Crash of a Tupolev TU-154M in the Atlantic Ocean: 24 killed

Date & Time: Sep 13, 1997 at 1710 LT
Type of aircraft:
Operator:
Registration:
11+02
Flight Phase:
Flight Type:
Survivors:
No
Schedule:
Bonn – Niamey – Windhoek – Cape Town
MSN:
89A813
YOM:
1989
Flight number:
GAF074
Country:
Region:
Crew on board:
10
Crew fatalities:
Pax on board:
14
Pax fatalities:
Other fatalities:
Total fatalities:
24
Circumstances:
Some 65 nautical miles west off the Namibian coast, a US Air Force Lockheed C-141B Starlifter collided with a German Air Force Tupolev 154M in mid-air.
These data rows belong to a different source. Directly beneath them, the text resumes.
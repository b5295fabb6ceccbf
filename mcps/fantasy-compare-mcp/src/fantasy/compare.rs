//! Category and overall winners

use serde::Serialize;

use super::category::Category;
use super::record::StatRecord;
use super::scoring::{round1, FantasyScore};

#[derive(Debug, Clone, Copy, PartialEq, Eq, Serialize)]
#[serde(rename_all = "snake_case")]
pub enum Outcome {
    First,
    Second,
    Tie,
}

fn better(a: f64, b: f64, lower_is_better: bool) -> Outcome {
    let (a, b) = if lower_is_better { (b, a) } else { (a, b) };
    if a > b {
        Outcome::First
    } else if b > a {
        Outcome::Second
    } else {
        Outcome::Tie
    }
}

/// Which side wins one category. Turnovers go to the lower value.
pub fn compare_category(category: Category, first: &StatRecord, second: &StatRecord) -> Outcome {
    better(
        category.value(first),
        category.value(second),
        category.lower_is_better(),
    )
}

#[derive(Debug, Clone, PartialEq, Serialize)]
pub struct CategoryResult {
    pub category: Category,
    pub label: &'static str,
    pub player1: f64,
    pub player2: f64,
    pub winner: Outcome,
}

/// One result per display category, in display order.
/// Results for all nine display categories, in display order.
pub fn category_results(first: &StatRecord, second: &StatRecord) -> Vec<CategoryResult> {
    Category::DISPLAY
        .into_iter()
        .map(|category| CategoryResult {
            category,
            label: category.label(),
            player1: category.value(first),
            player2: category.value(second),
            winner: compare_category(category, first, second),
        })
        .collect()
}

#[derive(Debug, Clone, Copy, Default, PartialEq, Eq, Serialize)]
pub struct CategoryTally {
    pub player1: usize,
    pub player2: usize,
    pub ties: usize,
}

impl CategoryTally {
    pub fn count(results: &[CategoryResult]) -> Self {
        results
            .iter()
            .fold(Self::default(), |mut tally, r| {
                match r.winner {
                    Outcome::First => tally.player1 += 1,
                    Outcome::Second => tally.player2 += 1,
                    Outcome::Tie => tally.ties += 1,
                }
                tally
            })
    }
}

/// Winner banner. Decided on score alone, whatever the category tally says.
#[derive(Debug, Clone, PartialEq, Serialize)]
pub struct OverallWinner {
    pub outcome: Outcome,
    /// Winning player's name; `None` on an exact tie
    pub name: Option<String>,
    /// Absolute score difference, rounded to one decimal
    pub margin: f64,
}

/// Compare unrounded scores. An exact tie is reported as [`Outcome::Tie`]
/// rather than credited to the first player.
pub fn overall_winner(
    first: &StatRecord,
    first_score: &FantasyScore,
    second: &StatRecord,
    second_score: &FantasyScore,
) -> OverallWinner {
    let outcome = better(first_score.raw, second_score.raw, false);
    let name = match outcome {
        Outcome::First => Some(first.name.clone()),
        Outcome::Second => Some(second.name.clone()),
        Outcome::Tie => None,
    };
    OverallWinner {
        outcome,
        name,
        margin: round1((first_score.raw - second_score.raw).abs()),
    }
}

#[cfg(test)]
mod tests {
    use super::*;
    use crate::fantasy::record::tests::{embiid, jokic};
    use crate::fantasy::scoring::{score, ScoringWeights};

    #[test]
    fn test_fewer_turnovers_win() {
        // 3.0 vs 3.4
        assert_eq!(
            compare_category(Category::Tov, &jokic(), &embiid()),
            Outcome::First
        );
        assert_eq!(
            compare_category(Category::Tov, &embiid(), &jokic()),
            Outcome::Second
        );
    }

    #[test]
    fn test_higher_wins_elsewhere() {
        let (j, e) = (jokic(), embiid());
        assert_eq!(compare_category(Category::Ppg, &j, &e), Outcome::Second);
        assert_eq!(compare_category(Category::Rpg, &j, &e), Outcome::First);
        assert_eq!(compare_category(Category::FtPct, &j, &e), Outcome::Second);
    }

    #[test]
    fn test_equal_values_tie() {
        let j = jokic();
        let mut other = embiid();
        other.ppg = j.ppg;
        other.tov = j.tov;
        assert_eq!(compare_category(Category::Ppg, &j, &other), Outcome::Tie);
        assert_eq!(compare_category(Category::Tov, &j, &other), Outcome::Tie);
    }

    #[test]
    fn test_tally_for_jokic_vs_embiid() {
        let results = category_results(&jokic(), &embiid());
        assert_eq!(results.len(), 9);

        let jokic_wins: Vec<_> = results
            .iter()
            .filter(|r| r.winner == Outcome::First)
            .map(|r| r.category)
            .collect();
        assert_eq!(
            jokic_wins,
            vec![Category::Rpg, Category::Apg, Category::Spg, Category::FgPct, Category::Tov]
        );

        let tally = CategoryTally::count(&results);
        assert_eq!(
            tally,
            CategoryTally {
                player1: 5,
                player2: 4,
                ties: 0
            }
        );
    }

    #[test]
    fn test_overall_winner_is_score_based() {
        let weights = ScoringWeights::default();
        let (j, e) = (jokic(), embiid());
        let (js, es) = (score(&j, &weights), score(&e, &weights));

        let winner = overall_winner(&j, &js, &e, &es);
        assert_eq!(winner.outcome, Outcome::Second);
        assert_eq!(winner.name.as_deref(), Some("Joel Embiid"));
        assert!((winner.margin - 3.3).abs() < 1e-9);
    }

    #[test]
    fn test_exact_score_tie_is_not_a_win() {
        let weights = ScoringWeights::default();
        let j = jokic();
        let mut twin = j.clone();
        twin.name = "Nikola Jokic (2023-24)".to_string();
        let s = score(&j, &weights);

        let winner = overall_winner(&j, &s, &twin, &score(&twin, &weights));
        assert_eq!(winner.outcome, Outcome::Tie);
        assert!(winner.name.is_none());
        assert_eq!(winner.margin, 0.0);
    }
}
Both aircraft crashed, killing all 33 occupants. The Tupolev 154M (11+02), call sign GAF074, operated on a flight from Cologne/Bonn Airport in Germany to Kaapstad, South Africa. En route refueling stops were planned at Niamey, Niger and Windhoek, Namibia. On board were ten crew members and 14 passengers. The C-141B, (65-9405), call sign REACH 4201, had delivered UN humanitarian supplies to Windhoek and was returning to the U.S. via Georgetown on Ascension Island in the South Atlantic Ocean. On board were nine crew members. GAF074 departed Niamey, Niger at 10:35 UTC. REACH 4201 took off from Windhoek at 14:11 UTC and climbed to its filed for and assigned cruise level of 35,000 feet (FL350). At the same time, GAF074 was not at its filed for cruise level of FL390 but was still at its initially assigned cruise level FL350. Windhoek ATC was in sole and continuous radio contact with REACH 4201, with no knowledge of GAF 074's movement. Luanda ATC was in radio contact with GAF074, but they were not in radio contact with REACH 4201. Luanda ATC did receive flight plans for both aircraft but a departure message for only REACH 4201. At 15:10 UTC both aircraft collided at FL350 and crashed into the sea.
Probable cause:
The primary cause of this accident, in my opinion, was GAF 074 flying a cruise level (FL350) which was not the level they had filed for (FL390). Neither FL350 nor FL390 were the correct cruise levels for that aircraft's magnetic heading according to International Civil Aviation Organization regulations. The appropriate cruise level would have been FL290, FL330, FL370, FL410, etc. A substantially contributing factor was ATC agency Luanda's poor management of air traffic through its airspace. While ATC communications could be improved, ATC agency Luanda did have all the pertinent information it needed to provide critical advisories to both aircraft. If ATC agency Luanda was unable to contact GAF 074, it should have used other communication means (HF radio, telefax or telephone) to contact REACH 4201 through ATC agency Windhoek, as outlined in governing documents. Another substantially contributing factor was the complicated and sporadic operation of the Aeronautical Fixed Telecommunications Network (AFTN). Routing of messages to affected air traffic control agencies is not direct and is convoluted, creating unnecessary delays and unfortunate misroutings. Specifically, ATC agency Windhoek did not receive a flight plan or a departure message on GAF 074, which could have been used by the controllers to identify the conflict so they could have advised REACH 4201. In my opinion, the absence of TCAS was not a cause or substantially contributing factor, but the presence of a fully operational TCAS could have prevented the accident." (William H.C. Schell, jr., Colonel, USAF President, Accident Investigation Board).